Having worked in the fields of machinery and logistics for many years, Stefan Schweiger of IT systems house Bechtle first became familiar with the internet of things in 2017, on a project that transformed a ‘product company’ to a ‘digital service supplier’ following the installation of IoT sensors in each product. “I saw the transparency that IoT can supply and the huge potential of this technology for business,” says Schweiger. “Since then, IoT technology has evolved even more, and it will change a lot of industries. IoT will become a commodity and a ‘must have’ in every segment and if you think about artificial intelligence, machine learning and blockchain, you need to think about IoT as well.”
Why are some companies struggling with IoT rollout?
IoT is a real challenge and a highly complex topic where companies need to master different areas. There’s electromechanics, transmitting and connectivity technologies, cloud and storage expertise and analytics. Everybody wants to have more insight, but they need to guarantee the consistent flow of the data. Companies rely on physical products, such as sensors, and they need to know how to manage them once they are installed. Security is a critical issue to solve and, due to the scale, most companies are left alone. It is an organisational challenge. The need of IoT is often generated and seen by business, but IT departments have to integrate it into their current IT architecture or adapt it due to the higher generation of data.

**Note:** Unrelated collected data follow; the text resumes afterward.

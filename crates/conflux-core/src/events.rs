//! Gateway lifecycle events.
//!
//! Events are serialized with a `type` tag:
//!
//! ```json
//! { "type": "backend_started", "serverId": "fs", "serverName": "filesystem" }
//! ```

use serde::{Deserialize, Serialize};

/// Lifecycle events emitted by the gateway services.
#[derive(Debug, Clone, PartialEq, Eq, Serialize, Deserialize)]
#[serde(tag = "type", rename_all = "snake_case")]
pub enum GatewayEvent {
    /// A backend connection was established and initialized.
    BackendStarted {
        #[serde(rename = "serverId")]
        server_id: String,
        #[serde(rename = "serverName")]
        server_name: String,
        /// Number of tools the backend advertised at start.
        #[serde(rename = "toolCount")]
        tool_count: usize,
    },

    /// A backend connection was torn down.
    BackendStopped {
        #[serde(rename = "serverId")]
        server_id: String,
        #[serde(rename = "serverName")]
        server_name: String,
    },

    /// A backend failed to start or its connection broke.
    BackendError {
        #[serde(rename = "serverId")]
        server_id: String,
        #[serde(rename = "serverName")]
        server_name: String,
        message: String,
    },

    /// The in-memory hook list was rebuilt.
    HooksReloaded {
        /// Number of enabled hooks after reload.
        count: usize,
    },

    /// A workflow became the active one for its type.
    WorkflowActivated {
        #[serde(rename = "workflowId")]
        workflow_id: String,
        #[serde(rename = "workflowType")]
        workflow_type: String,
    },
}

impl GatewayEvent {
    pub fn backend_started(
        server_id: impl Into<String>,
        server_name: impl Into<String>,
        tool_count: usize,
    ) -> Self {
        Self::BackendStarted {
            server_id: server_id.into(),
            server_name: server_name.into(),
            tool_count,
        }
    }

    pub fn backend_stopped(server_id: impl Into<String>, server_name: impl Into<String>) -> Self {
        Self::BackendStopped {
            server_id: server_id.into(),
            server_name: server_name.into(),
        }
    }

    pub fn backend_error(
        server_id: impl Into<String>,
        server_name: impl Into<String>,
        message: impl Into<String>,
    ) -> Self {
        Self::BackendError {
            server_id: server_id.into(),
            server_name: server_name.into(),
            message: message.into(),
        }
    }
}

#[cfg(test)]
mod tests {
    use super::*;

    #[test]
    fn test_event_wire_format() {
        let event = GatewayEvent::backend_stopped("fs", "filesystem");
        let json = serde_json::to_value(&event).unwrap();
        assert_eq!(json["type"], "backend_stopped");
        assert_eq!(json["serverId"], "fs");
        assert_eq!(json["serverName"], "filesystem");
    }
}
//! HTTP request handlers for the Axum web server.
//!
//! Each submodule covers one API area. Handlers are thin wrappers over
//! the gateway services held in [`crate::state::AppState`].

pub mod audit;
pub mod backends;
pub mod capabilities;
pub mod events;
pub mod hooks;
pub mod mcp;
pub mod workflows;

use axum::http::HeaderMap;
use axum::http::header::AUTHORIZATION;

/// Raw `Authorization` header value, if present and readable.
pub(crate) fn authorization(headers: &HeaderMap) -> Option<&str> {
    headers.get(AUTHORIZATION).and_then(|v| v.to_str().ok())
}
#[cfg(test)]
mod tests {
    use super::*;
    use crate::hooks::Sandbox;
    use crate::testing::RecordingEmitter;
    use conflux_core::ports::BackendError;
    use conflux_core::{HookType, NewHook};
    use conflux_store::MemoryStore;
    use futures_util::FutureExt;
    use serde_json::json;
    use std::sync::atomic::{AtomicUsize, Ordering};
    use std::time::Duration;

    struct Harness {
        store: Arc<MemoryStore>,
        engine: WorkflowEngine,
        emitter: Arc<RecordingEmitter>,
    }

    fn harness() -> Harness {
        let store = Arc::new(MemoryStore::new());
        let emitter = Arc::new(RecordingEmitter::new());
        let pipeline = Arc::new(HookPipeline::new(
            store.clone(),
            Sandbox::new(Duration::from_secs(5), 10_000),
            emitter.clone(),
        ));
        let engine = WorkflowEngine::new(store.clone(), store.clone(), pipeline, emitter.clone());
        Harness {
            store,
            engine,
            emitter,
        }
    }

    fn with_hooks(id: &str, pre: &str, post: &str) -> Workflow {
        Workflow::new(id, id, "tools/call")
            .with_node(WorkflowNode::new("start", NodeType::Start))
            .with_node(WorkflowNode::inline_hook("pre", pre))
            .with_node(WorkflowNode::new("call", NodeType::BackendCall))
            .with_node(WorkflowNode::inline_hook("post", post))
            .with_node(WorkflowNode::new("end", NodeType::End))
            .with_edge("start", "pre")
            .with_edge("pre", "call")
            .with_edge("call", "post")
            .with_edge("post", "end")
    }

    fn context() -> InvocationContext {
        InvocationContext::new(
            RequestType::ToolsCall,
            "alpha",
            "alpha",
            "client-1",
            "search",
            json!({"query": "rust"}),
            json!({}),
        )
    }

    #[tokio::test]
    async fn test_validate_rejects_missing_end_and_unreachable_call() {
        let no_end = Workflow::new("a", "a", "tools/call")
            .with_node(WorkflowNode::new("s", NodeType::Start))
            .with_node(WorkflowNode::new("b", NodeType::BackendCall))
            .with_edge("s", "b");
        assert!(!WorkflowEngine::validate(&no_end));

        let unreachable = Workflow::new("b", "b", "tools/call")
            .with_node(WorkflowNode::new("s", NodeType::Start))
            .with_node(WorkflowNode::new("b", NodeType::BackendCall))
            .with_node(WorkflowNode::new("e", NodeType::End))
            .with_edge("b", "e");
        assert!(!WorkflowEngine::validate(&unreachable));

        let h = harness();
        h.engine.save(unreachable).await.unwrap();
        let err = h.engine.activate("b").await.unwrap_err();
        assert!(matches!(err, WorkflowError::Invalid(GraphError::Unreachable { .. })));
        assert!(!h.engine.get("b").await.unwrap().enabled);
    }

    #[tokio::test]
    async fn test_activation_is_exclusive_per_type() {
        let h = harness();
        h.engine.save(with_hooks("w1", "log 1;", "log 2;")).await.unwrap();
        h.engine.save(with_hooks("w2", "log 1;", "log 2;")).await.unwrap();

        h.engine.activate("w1").await.unwrap();
        h.engine.activate("w2").await.unwrap();

        assert!(!h.engine.get("w1").await.unwrap().enabled);
        assert!(h.engine.get("w2").await.unwrap().enabled);
        let active = h.engine.active_for(RequestType::ToolsCall).await.unwrap();
        assert_eq!(active.workflow.id, "w2");
        assert!(h.engine.active_for(RequestType::PromptsGet).await.is_none());
        assert_eq!(
            h.emitter.events().last(),
            Some(&GatewayEvent::WorkflowActivated {
                workflow_id: "w2".into(),
                workflow_type: "tools/call".into()
            })
        );
    }

    #[tokio::test]
    async fn test_save_rejects_bad_script_and_cycles() {
        let h = harness();
        let err = h
            .engine
            .save(with_hooks("w", "set toolName = 1;", "log 1;"))
            .await
            .unwrap_err();
        assert!(matches!(err, WorkflowError::Script { ref node, .. } if node == "pre"));

        let cyclic = with_hooks("c", "log 1;", "log 2;").with_edge("end", "start");
        assert!(matches!(
            h.engine.save(cyclic).await.unwrap_err(),
            WorkflowError::Invalid(GraphError::Cycle)
        ));
        assert!(h.engine.list().await.unwrap().is_empty());
    }

    #[tokio::test]
    async fn test_hook_reference_must_exist() {
        let h = harness();
        let wf = Workflow::new("w", "w", "tools/call")
            .with_node(WorkflowNode::new("s", NodeType::Start))
            .with_node(WorkflowNode::hook_ref("h", "missing"));
        assert!(matches!(
            h.engine.save(wf).await.unwrap_err(),
            WorkflowError::UnknownHook { .. }
        ));
    }

    #[tokio::test]
    async fn test_execute_threads_context_through_nodes() {
        let h = harness();
        let stored = HookPipeline::new(
            h.store.clone(),
            Sandbox::new(Duration::from_secs(5), 100),
            h.emitter.clone(),
        )
        .create_hook(NewHook::new("tag", HookType::Pre, "set metadata.tagged = true;"))
        .await
        .unwrap();

        let wf = with_hooks(
            "w",
            "set arguments.limit = 5;",
            "set response.note = \"post saw \" + arguments.limit;",
        )
        .with_node(WorkflowNode::hook_ref("tag", stored.id))
        .with_edge("start", "tag");
        let prepared = h.engine.prepare(&wf).await.unwrap();

        let seen = Arc::new(std::sync::Mutex::new(Value::Null));
        let seen_in_call = seen.clone();
        let run = h
            .engine
            .execute(&prepared, context(), move |ctx| {
                *seen_in_call.lock().unwrap() = ctx.arguments.clone();
                async { Ok::<_, GatewayError>(json!({"content": []})) }.boxed()
            })
            .await;

        assert_eq!(*seen.lock().unwrap(), json!({"query": "rust", "limit": 5}));
        assert!(run.nodes.iter().all(|n| n.status == NodeStatus::Ok));
        assert_eq!(run.context.metadata["tagged"], true);
        let (_, result) = run.into_result();
        assert_eq!(result.unwrap(), json!({"content": [], "note": "post saw 5"}));
    }

    #[tokio::test]
    async fn test_block_skips_backend_call() {
        let h = harness();
        let prepared = h
            .engine
            .prepare(&with_hooks("w", "block \"nope\";", "log 1;"))
            .await
            .unwrap();
        let calls = Arc::new(AtomicUsize::new(0));
        let counter = calls.clone();

        let run = h
            .engine
            .execute(&prepared, context(), move |_| {
                counter.fetch_add(1, Ordering::SeqCst);
                async { Ok::<_, GatewayError>(Value::Null) }.boxed()
            })
            .await;

        assert_eq!(calls.load(Ordering::SeqCst), 0);
        let statuses: Vec<_> = run.nodes.iter().map(|n| n.status.clone()).collect();
        assert_eq!(
            statuses,
            [
                NodeStatus::Ok,
                NodeStatus::Blocked("nope".into()),
                NodeStatus::Skipped,
                NodeStatus::Ok,
                NodeStatus::Ok,
            ]
        );
        assert_eq!(
            run.into_result().1.unwrap_err(),
            GatewayError::hook_blocked("pre", "nope")
        );
    }

    #[tokio::test]
    async fn test_hook_failure_is_recorded_and_execution_continues() {
        let h = harness();
        let prepared = h
            .engine
            .prepare(&with_hooks("w", "if arguments.query > 1 { log 1; }", "log 1;"))
            .await
            .unwrap();

        let run = h
            .engine
            .execute(&prepared, context(), |_| async { Ok::<_, GatewayError>(json!("done")) }.boxed())
            .await;

        assert!(matches!(run.nodes[1].status, NodeStatus::Failed(_)));
        assert_eq!(run.nodes[2].status, NodeStatus::Ok);
        assert_eq!(run.into_result().1.unwrap(), json!("done"));
    }

    #[tokio::test]
    async fn test_backend_error_returned_verbatim_after_remaining_nodes() {
        let h = harness();
        let prepared = h
            .engine
            .prepare(&with_hooks("w", "log 1;", "set metadata.post_ran = true;"))
            .await
            .unwrap();
        let backend_error = BackendError::new(-32050, "quota exceeded");
        let expected = backend_error.clone();

        let run = h
            .engine
            .execute(&prepared, context(), move |_| {
                let e = backend_error.clone();
                async move { Err::<Value, _>(GatewayError::Backend(e)) }.boxed()
            })
            .await;

        assert_eq!(run.nodes.len(), 5);
        assert_eq!(run.context.metadata["post_ran"], true);
        assert_eq!(run.into_result().1.unwrap_err(), GatewayError::Backend(expected));
    }
}
//! Workflow definitions and their graph checks.
//!
//! A workflow is a DAG of typed nodes. It may be activated only when a
//! `start → backend-call → end` path exists.

use std::collections::{HashMap, HashSet, VecDeque};

use chrono::{DateTime, Utc};
use serde::{Deserialize, Serialize};
use thiserror::Error;

/// Kind of a workflow node.
#[derive(Debug, Clone, Copy, PartialEq, Eq, Hash, Serialize, Deserialize)]
#[serde(rename_all = "kebab-case")]
pub enum NodeType {
    Start,
    Hook,
    BackendCall,
    End,
}

/// Node payload. Hook nodes carry either an inline script or a hook reference.
#[derive(Debug, Clone, Default, PartialEq, Eq, Serialize, Deserialize)]
#[serde(rename_all = "camelCase")]
pub struct NodeData {
    #[serde(default, skip_serializing_if = "Option::is_none")]
    pub label: Option<String>,
    #[serde(default, skip_serializing_if = "Option::is_none")]
    pub hook_id: Option<String>,
    #[serde(default, skip_serializing_if = "Option::is_none")]
    pub script: Option<String>,
}

#[derive(Debug, Clone, PartialEq, Eq, Serialize, Deserialize)]
#[serde(rename_all = "camelCase")]
pub struct WorkflowNode {
    pub id: String,
    #[serde(rename = "type")]
    pub node_type: NodeType,
    #[serde(default)]
    pub data: NodeData,
}

impl WorkflowNode {
    pub fn new(id: impl Into<String>, node_type: NodeType) -> Self {
        Self {
            id: id.into(),
            node_type,
            data: NodeData::default(),
        }
    }

    /// A hook node running an inline script.
    pub fn inline_hook(id: impl Into<String>, script: impl Into<String>) -> Self {
        Self {
            id: id.into(),
            node_type: NodeType::Hook,
            data: NodeData {
                script: Some(script.into()),
                ..NodeData::default()
            },
        }
    }

    /// A hook node running a stored hook.
    pub fn hook_ref(id: impl Into<String>, hook_id: impl Into<String>) -> Self {
        Self {
            id: id.into(),
            node_type: NodeType::Hook,
            data: NodeData {
                hook_id: Some(hook_id.into()),
                ..NodeData::default()
            },
        }
    }
}

#[derive(Debug, Clone, PartialEq, Eq, Serialize, Deserialize)]
pub struct WorkflowEdge {
    pub source: String,
    pub target: String,
}

impl WorkflowEdge {
    pub fn new(source: impl Into<String>, target: impl Into<String>) -> Self {
        Self {
            source: source.into(),
            target: target.into(),
        }
    }
}

/// A persisted workflow.
#[derive(Debug, Clone, PartialEq, Eq, Serialize, Deserialize)]
#[serde(rename_all = "camelCase")]
pub struct Workflow {
    pub id: String,
    pub name: String,
    /// The request type the workflow handles (e.g. `tools/call`).
    /// At most one workflow per type is enabled.
    #[serde(rename = "type")]
    pub workflow_type: String,
    #[serde(default)]
    pub enabled: bool,
    #[serde(default)]
    pub nodes: Vec<WorkflowNode>,
    #[serde(default)]
    pub edges: Vec<WorkflowEdge>,
    #[serde(default = "Utc::now")]
    pub created_at: DateTime<Utc>,
    #[serde(default = "Utc::now")]
    pub updated_at: DateTime<Utc>,
}

/// Structural problems found in a workflow graph.
#[derive(Debug, Clone, PartialEq, Eq, Error)]
pub enum GraphError {
    #[error("duplicate node id: {0}")]
    DuplicateNode(String),

    #[error("edge references unknown node: {0}")]
    UnknownNode(String),

    #[error("workflow graph contains a cycle")]
    Cycle,

    #[error("workflow has no {0} node")]
    MissingNode(&'static str),

    #[error("no path from {from} to {to}")]
    Unreachable {
        from: &'static str,
        to: &'static str,
    },

    #[error("hook node {0} needs a script or a hook reference")]
    EmptyHookNode(String),
}

impl Workflow {
    pub fn new(
        id: impl Into<String>,
        name: impl Into<String>,
        workflow_type: impl Into<String>,
    ) -> Self {
        let now = Utc::now();
        Self {
            id: id.into(),
            name: name.into(),
            workflow_type: workflow_type.into(),
            enabled: false,
            nodes: Vec::new(),
            edges: Vec::new(),
            created_at: now,
            updated_at: now,
        }
    }

    #[must_use]
    pub fn with_node(mut self, node: WorkflowNode) -> Self {
        self.nodes.push(node);
        self
    }

    #[must_use]
    pub fn with_edge(mut self, source: &str, target: &str) -> Self {
        self.edges.push(WorkflowEdge::new(source, target));
        self
    }

    fn first_of(&self, node_type: NodeType) -> Option<&WorkflowNode> {
        self.nodes.iter().find(|n| n.node_type == node_type)
    }

    fn successors(&self) -> HashMap<&str, Vec<&str>> {
        let mut adjacency: HashMap<&str, Vec<&str>> = HashMap::new();
        for edge in &self.edges {
            adjacency
                .entry(edge.source.as_str())
                .or_default()
                .push(edge.target.as_str());
        }
        adjacency
    }

    /// Whether any node of type `to` is reachable from any node of type `from`.
    fn path_exists(&self, from: NodeType, to: NodeType) -> bool {
        let adjacency = self.successors();
        let targets: HashSet<&str> = self
            .nodes
            .iter()
            .filter(|n| n.node_type == to)
            .map(|n| n.id.as_str())
            .collect();

        let mut seen: HashSet<&str> = HashSet::new();
        let mut queue: VecDeque<&str> = self
            .nodes
            .iter()
            .filter(|n| n.node_type == from)
            .map(|n| n.id.as_str())
            .collect();

        while let Some(current) = queue.pop_front() {
            if !seen.insert(current) {
                continue;
            }
            for &next in adjacency.get(current).map_or(&[][..], Vec::as_slice) {
                if targets.contains(next) {
                    return true;
                }
                queue.push_back(next);
            }
        }
        false
    }

    /// Check that node ids are unique, edges are closed over the node set
    /// and hook nodes have something to run.
    pub fn check_structure(&self) -> Result<(), GraphError> {
        let mut ids = HashSet::new();
        for node in &self.nodes {
            if !ids.insert(node.id.as_str()) {
                return Err(GraphError::DuplicateNode(node.id.clone()));
            }
            if node.node_type == NodeType::Hook
                && node.data.script.is_none()
                && node.data.hook_id.is_none()
            {
                return Err(GraphError::EmptyHookNode(node.id.clone()));
            }
        }
        for edge in &self.edges {
            for end in [&edge.source, &edge.target] {
                if !ids.contains(end.as_str()) {
                    return Err(GraphError::UnknownNode(end.clone()));
                }
            }
        }
        Ok(())
    }

    /// Check the activation preconditions and report the first violation.
    pub fn activation_check(&self) -> Result<(), GraphError> {
        self.check_structure()?;
        for (node_type, label) in [
            (NodeType::Start, "start"),
            (NodeType::BackendCall, "backend-call"),
            (NodeType::End, "end"),
        ] {
            if self.first_of(node_type).is_none() {
                return Err(GraphError::MissingNode(label));
            }
        }
        if !self.path_exists(NodeType::Start, NodeType::BackendCall) {
            return Err(GraphError::Unreachable {
                from: "start",
                to: "backend-call",
            });
        }
        if !self.path_exists(NodeType::BackendCall, NodeType::End) {
            return Err(GraphError::Unreachable {
                from: "backend-call",
                to: "end",
            });
        }
        Ok(())
    }

    /// True iff the workflow may be activated.
    pub fn is_valid(&self) -> bool {
        self.activation_check().is_ok()
    }

    /// Order nodes with Kahn's algorithm. Ties keep declaration order.
    pub fn topological_order(&self) -> Result<Vec<&WorkflowNode>, GraphError> {
        self.check_structure()?;

        let mut in_degree: HashMap<&str, usize> =
            self.nodes.iter().map(|n| (n.id.as_str(), 0)).collect();
        for edge in &self.edges {
            if let Some(degree) = in_degree.get_mut(edge.target.as_str()) {
                *degree += 1;
            }
        }

        let by_id: HashMap<&str, &WorkflowNode> =
            self.nodes.iter().map(|n| (n.id.as_str(), n)).collect();
        let adjacency = self.successors();

        let mut ready: VecDeque<&str> = self
            .nodes
            .iter()
            .filter(|n| in_degree.get(n.id.as_str()) == Some(&0))
            .map(|n| n.id.as_str())
            .collect();
        let mut order = Vec::with_capacity(self.nodes.len());

        while let Some(current) = ready.pop_front() {
            if let Some(node) = by_id.get(current) {
                order.push(*node);
            }
            for &next in adjacency.get(current).map_or(&[][..], Vec::as_slice) {
                if let Some(degree) = in_degree.get_mut(next) {
                    *degree -= 1;
                    if *degree == 0 {
                        ready.push_back(next);
                    }
                }
            }
        }

        if order.len() == self.nodes.len() {
            Ok(order)
        } else {
            Err(GraphError::Cycle)
        }
    }
}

How can Bechtle support customers in their IoT journey?
Bechtle is known for providing its customers with hardware and IT infrastructure (cloud, on-premises, related know-how and services). But in 2020, it decided to invest heavily in IoT as demand increased. In the DACH region (Austria, Germany, and Switzerland) we now have over 80 people that are focused on IoT. We have expertise in developing digital products, expertise in devices and connectivity, and we have a unit related to analytics. As one of the few players in the market, we can combine IoT know-how with the power of an IT systems house. We cover all aspects when customers want to implement and scale an IoT solution.
In the IoT life cycle, a lot of companies are left alone when it comes to deploying, managing and decommissioning, but our role is the ‘one-stop shop’ for IoT solutions. This reduces complexity for customers and helps them to work with one supplier.
How is Bechtle using the Microsoft suite of IoT products?
We are a strong partner of Microsoft and a leader for IoT platforms. Nearly all of our people have Microsoft background and are using Microsoft’s technology stack. Besides our ability to work with Microsoft’s IoT products, we are a good partner for scaling projects. We work with customers on the physical side of IoT projects and know how to connect generated data to Microsoft’s IoT products. This is a perfect partnership. I personally like the focus of Microsoft into IoT and the approach to use this technology for improving sustainability. We are now working together on a project on how to improve sustainability with IoT for a very big food producer. Combining technology and sustainability is a good cause and has real business impact for large scale companies.
What is IoT’s place in the future?
The players who went through this are now dominating the market and others have to follow. I think the topic of IoT will gain much more traction and we will see an increase in the speed of implementation, especially with cloud technology being a strong driver for IoT implementation. With more connectivity options and more suppliers of reliable sensors, more customers will implement large scale IoT cases, bringing pressure to their peers in the market. New sensor and connectivity technologies will enable more user cases and due to the increased number of suppliers, costs will come down. Edge and fog computing will play a strong role in IoT and will make it more affordable. IoT, AI and blockchain will go hand in hand and will provide companies more transparency or enable new business models.